One of the most remarkable saints of the past, Aelred of Rievaulx (1100-1167), served as the abbot of a thriving monastery in Yorkshire, northern England in the twelfth century.
When Aelred joined the community in 1134, Rievaulx had only a handful of men. He was elected abbot in 1147 and when he died in 1167, the community had grown to 650 monks and brothers. To obtain the Lord’s help in his service and to remind himself of the qualities he needed as a pastor, he wrote the following prayer.
“You know my heart, Lord, and that whatsoever you have given to me, your servant, I desire to offer wholly to my community and to consume it all in their service. . . . My senses and my speech, my leisure and my labor, my acts and my thoughts, my good fortune and bad, my health and sickness, my life and death, all my stock in the world, may it by used up in the interest of those for whom you did not refuse to be consumed yourself. Grant to me, Lord, by your indescribable grace to bear their infirmities with patient, tender, helpful compassion.
May I learn by the teaching of your Spirit to console the sorrowful, to strengthen the faint-hearted, to put the fallen on their feet, to calm the restless, to cherish the sick, conforming myself to each one’s character and capacity. And because of the weakness of my flesh and the cowardice and evil of my heart, I can do little or nothing to build them up, please grant that my humble service, my love, my patience, and my compassion may make up for my flaws. May my words and teaching enlighten them, and may my prayers be always their support.
You know, Lord, how much I love them and how my heart goes out to them in the most tender affection, and that I yearn rather to help them in charity than to govern them. Grant to me, Lord, that you will keep your eyes on them day and night. Tenderly expand your wings to protect them. Extend your holy right hand to bless them. Pour into their hearts your Holy Spirit, who will stand by them while they pray in order to refresh them with repentance, to stimulate them with hope, to make them humble with reverence, and to enflame them with love. May he, the kind Consoler, strengthen them in temptation and help their weakness in all the troubles and suffering of this life.”

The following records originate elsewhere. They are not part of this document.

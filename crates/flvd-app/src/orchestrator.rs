//! Download orchestrator: composes names, serializes same-path downloads, and
//! maps filesystem results onto removal codes.
//!
//! # Design
//! - Downloads to one output path never overlap. A per-path async mutex is
//!   handed out from a table; entries are dropped once nobody holds or waits
//!   on them.
//! - The path lock is taken before a global permit so a queued same-path
//!   download never sits on a slot of the concurrency cap.
//! - Removals take no lock.

use std::collections::HashMap;
use std::path::{Path, PathBuf};
use std::sync::atomic::{AtomicUsize, Ordering};
use std::sync::{Arc, Mutex, PoisonError};
use std::time::Instant;

use anyhow::Result;
use async_trait::async_trait;
use flvd_config::SamePathPolicy;
use flvd_core::{
    DownloadError, DownloadInspector, DownloadRequest, DownloadResult, DownloadWorkflow,
    FetchStatus, RemoveRequest, RemoveStatus, StreamFetcher,
};
use flvd_fsops::FsOpsError;
use flvd_telemetry::{CallContext, Metrics};
use tokio::sync::{Mutex as AsyncMutex, OwnedMutexGuard, OwnedSemaphorePermit, Semaphore};
use tracing::{debug, info, warn};

/// Workflow implementation backing the RPC surface.
pub struct DownloadOrchestrator {
    fetcher: Arc<dyn StreamFetcher>,
    locks: Arc<PathLocks>,
    limiter: Option<Arc<Semaphore>>,
    policy: SamePathPolicy,
    active: AtomicUsize,
    telemetry: Metrics,
}

impl DownloadOrchestrator {
    /// Orchestrator over `fetcher` using the default `wait` policy and no cap.
    #[must_use]
    pub fn new(fetcher: Arc<dyn StreamFetcher>, telemetry: Metrics) -> Self {
        Self {
            fetcher,
            locks: Arc::new(PathLocks::default()),
            limiter: None,
            policy: SamePathPolicy::default(),
            active: AtomicUsize::new(0),
            telemetry,
        }
    }

    /// Choose what happens when a download targets a path already being written.
    #[must_use]
    pub const fn with_same_path_policy(mut self, policy: SamePathPolicy) -> Self {
        self.policy = policy;
        self
    }

    /// Cap the number of concurrent client runs; `None` leaves them unbounded.
    ///
    /// Limits above [`Semaphore::MAX_PERMITS`] are clamped to it.
    #[must_use]
    pub fn with_max_concurrent(mut self, limit: Option<usize>) -> Self {
        self.limiter = limit
            .map(|permits| Arc::new(Semaphore::new(permits.min(Semaphore::MAX_PERMITS))));
        self
    }

    async fn run_download(&self, request: &DownloadRequest) -> DownloadResult<FetchStatus> {
        let url = request.stream_url();
        let output_path = request.output_path();
        let call = CallContext::current();
        let request_id = call.as_ref().map_or("", CallContext::request_id);

        let waiting = GaugeLease::waiting(&self.telemetry);
        let Some(_path_lock) = self.locks.acquire(&output_path, self.policy).await else {
            self.telemetry.inc_same_path_rejection();
            warn!(
                request_id = %request_id,
                output_path = %output_path.display(),
                "download refused; output path busy"
            );
            return Err(DownloadError::OutputBusy { path: output_path });
        };
        let _permit = self.acquire_permit(&output_path).await?;
        drop(waiting);

        let _running = ActiveLease::enter(&self.active, &self.telemetry);
        debug!(request_id = %request_id, url = %url, output_path = %output_path.display(), "starting client");
        let started = Instant::now();
        let status = self.fetcher.fetch(&url, &output_path).await;
        self.telemetry.observe_download(status.label(), started.elapsed());

        info!(
            request_id = %request_id,
            url = %url,
            output_path = %output_path.display(),
            status = status.code(),
            outcome = status.label(),
            "download finished"
        );
        Ok(status)
    }

    async fn acquire_permit(
        &self,
        output_path: &Path,
    ) -> DownloadResult<Option<OwnedSemaphorePermit>> {
        let Some(limiter) = &self.limiter else {
            return Ok(None);
        };
        Arc::clone(limiter)
            .acquire_owned()
            .await
            .map(Some)
            .map_err(|err| DownloadError::OperationFailed {
                operation: "download.acquire_permit",
                path: Some(output_path.to_path_buf()),
                source: Box::new(err),
            })
    }

    async fn run_remove(&self, request: &RemoveRequest) -> RemoveStatus {
        let output_path = request.output_path();
        let call = CallContext::current();
        let request_id = call.as_ref().map_or("", CallContext::request_id);
        let outcome = flvd_fsops::remove_output(&output_path).await;
        self.telemetry.inc_removal(outcome.status.label());

        match (outcome.status, &outcome.cause) {
            (RemoveStatus::RemoveFailed, cause) => warn!(
                request_id = %request_id,
                output_path = %output_path.display(),
                status = outcome.status.code(),
                operation = cause.as_ref().map(FsOpsError::operation),
                kind = cause.as_ref().map(|err| tracing::field::debug(err.kind())),
                error = cause.as_ref().map(tracing::field::display),
                "removal failed"
            ),
            (status, _) => info!(
                request_id = %request_id,
                output_path = %output_path.display(),
                status = status.code(),
                outcome = status.label(),
                "removal finished"
            ),
        }
        outcome.status
    }
}

#[async_trait]
impl DownloadWorkflow for DownloadOrchestrator {
    async fn download(&self, request: DownloadRequest) -> Result<FetchStatus> {
        Ok(self.run_download(&request).await?)
    }

    async fn remove(&self, request: RemoveRequest) -> Result<RemoveStatus> {
        Ok(self.run_remove(&request).await)
    }
}

impl DownloadInspector for DownloadOrchestrator {
    fn active_downloads(&self) -> usize {
        self.active.load(Ordering::SeqCst)
    }
}

/// Table of per-output-path locks.
#[derive(Default)]
struct PathLocks {
    entries: Mutex<HashMap<PathBuf, Arc<AsyncMutex<()>>>>,
}

impl PathLocks {
    /// Lock `path` according to `policy`; `None` means the path is busy and
    /// the policy is `reject`.
    async fn acquire(self: &Arc<Self>, path: &Path, policy: SamePathPolicy) -> Option<PathLease> {
        let entry = {
            let mut entries = self.entries.lock().unwrap_or_else(PoisonError::into_inner);
            Arc::clone(entries.entry(path.to_path_buf()).or_default())
        };
        // Built before waiting so a cancelled acquire still prunes the entry.
        let mut lease = PathLease {
            table: Arc::clone(self),
            path: path.to_path_buf(),
            guard: None,
        };
        lease.guard = match policy {
            SamePathPolicy::Wait => Some(entry.lock_owned().await),
            SamePathPolicy::Reject => entry.try_lock_owned().ok(),
        };
        lease.guard.is_some().then_some(lease)
    }

    fn release(&self, path: &Path) {
        let mut entries = self.entries.lock().unwrap_or_else(PoisonError::into_inner);
        if entries
            .get(path)
            .is_some_and(|entry| Arc::strong_count(entry) == 1)
        {
            entries.remove(path);
        }
    }

    #[cfg(test)]
    fn len(&self) -> usize {
        self.entries
            .lock()
            .unwrap_or_else(PoisonError::into_inner)
            .len()
    }
}

struct PathLease {
    table: Arc<PathLocks>,
    path: PathBuf,
    guard: Option<OwnedMutexGuard<()>>,
}

impl Drop for PathLease {
    fn drop(&mut self) {
        drop(self.guard.take());
        self.table.release(&self.path);
    }
}

/// Keeps the waiting gauge raised until dropped.
struct GaugeLease<'a> {
    telemetry: &'a Metrics,
}

impl<'a> GaugeLease<'a> {
    fn waiting(telemetry: &'a Metrics) -> Self {
        telemetry.add_waiting_downloads(1);
        Self { telemetry }
    }
}

impl Drop for GaugeLease<'_> {
    fn drop(&mut self) {
        self.telemetry.add_waiting_downloads(-1);
    }
}

/// Counts one running client for the inspector and the gauge.
struct ActiveLease<'a> {
    active: &'a AtomicUsize,
    telemetry: &'a Metrics,
}

impl<'a> ActiveLease<'a> {
    fn enter(active: &'a AtomicUsize, telemetry: &'a Metrics) -> Self {
        active.fetch_add(1, Ordering::SeqCst);
        telemetry.add_active_downloads(1);
        Self { active, telemetry }
    }
}

impl Drop for ActiveLease<'_> {
    fn drop(&mut self) {
        self.active.fetch_sub(1, Ordering::SeqCst);
        self.telemetry.add_active_downloads(-1);
    }
}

Aelred behaved as he prayed he would. He tempered the harshness of his monks’ routines by encouraging them to develop relationships and allowing them to express signs of affection, like hugs. Unlike other medieval abbots, who discharged monks for minor infractions of the rule, Aelred did not dismiss a single monk in his twenty years as abbot. He governed with kindness, not laxity, and always found a way to help a troubled or troublesome brother. He regarded Rievaulx as a “community of love” and described it in a letter to his sister: He once wrote: “As I was walking round the cloisters, all the brothers sat together . . . and in the whole of that throng I could not find one whom I did not love, and by whom I was not loved.”
All who have any care for others—parents, teachers, lay leaders of ministries, priests, and bishops—would do well to reflect on and imitate the behaviors of this twelfth-century pastor. We could begin by regularly praying with expectant faith his ever green pastoral prayer.